RECORD SET:
Segment Open
//! Tracing subscriber setup.

use anyhow::{Context, Result, anyhow};
use std::fs::OpenOptions;
use std::sync::Mutex;
use tracing_subscriber::EnvFilter;

use crate::config::Config;

/// Environment variable overriding the configured log filter.
pub const LOG_ENV: &str = "CELLGRID_LOG";

/// Install the global subscriber.
///
/// The TUI owns the terminal, so interactive sessions log only to the
/// configured file. Non-interactive runs fall back to stderr.
pub fn init(config: &Config, interactive: bool) -> Result<()> {
    let filter = EnvFilter::try_from_env(LOG_ENV)
        .or_else(|_| EnvFilter::try_new(&config.log_level))
        .with_context(|| format!("invalid log level '{}'", config.log_level))?;
    let builder = tracing_subscriber::fmt()
        .with_env_filter(filter)
        .with_target(false);

    let installed = match &config.log_file {
        Some(path) => {
            let file = OpenOptions::new()
                .create(true)
                .append(true)
                .open(path)
                .with_context(|| format!("opening log file {}", path.display()))?;
            builder.with_ansi(false).with_writer(Mutex::new(file)).try_init()
        }
        None if interactive => builder.with_writer(std::io::sink).try_init(),
        None => builder.with_writer(std::io::stderr).try_init(),
    };
    installed.map_err(|e| anyhow!("failed to install logger: {e}"))
}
Segment Closed
HOW TO COMPLETE THIS TASK: Copy out all the entries exactly once more.

ANSWER TO THE EXERCISE:
//! Tracing subscriber setup.

use anyhow::{Context, Result, anyhow};
use std::fs::OpenOptions;
use std::sync::Mutex;
use tracing_subscriber::EnvFilter;

use crate::config::Config;

/// Environment variable overriding the configured log filter.
pub const LOG_ENV: &str = "CELLGRID_LOG";

/// Install the global subscriber.
///
/// The TUI owns the terminal, so interactive sessions log only to the
/// configured file. Non-interactive runs fall back to stderr.
pub fn init(config: &Config, interactive: bool) -> Result<()> {
    let filter = EnvFilter::try_from_env(LOG_ENV)
        .or_else(|_| EnvFilter::try_new(&config.log_level))
        .with_context(|| format!("invalid log level '{}'", config.log_level))?;
    let builder = tracing_subscriber::fmt()
        .with_env_filter(filter)
        .with_target(false);

    let installed = match &config.log_file {
        Some(path) => {
            let file = OpenOptions::new()
                .create(true)
                .append(true)
                .open(path)
                .with_context(|| format!("opening log file {}", path.display()))?;
            builder.with_ansi(false).with_writer(Mutex::new(file)).try_init()
        }
        None if interactive => builder.with_writer(std::io::sink).try_init(),
        None => builder.with_writer(std::io::stderr).try_init(),
    };
    installed.map_err(|e| anyhow!("failed to install logger: {e}"))
}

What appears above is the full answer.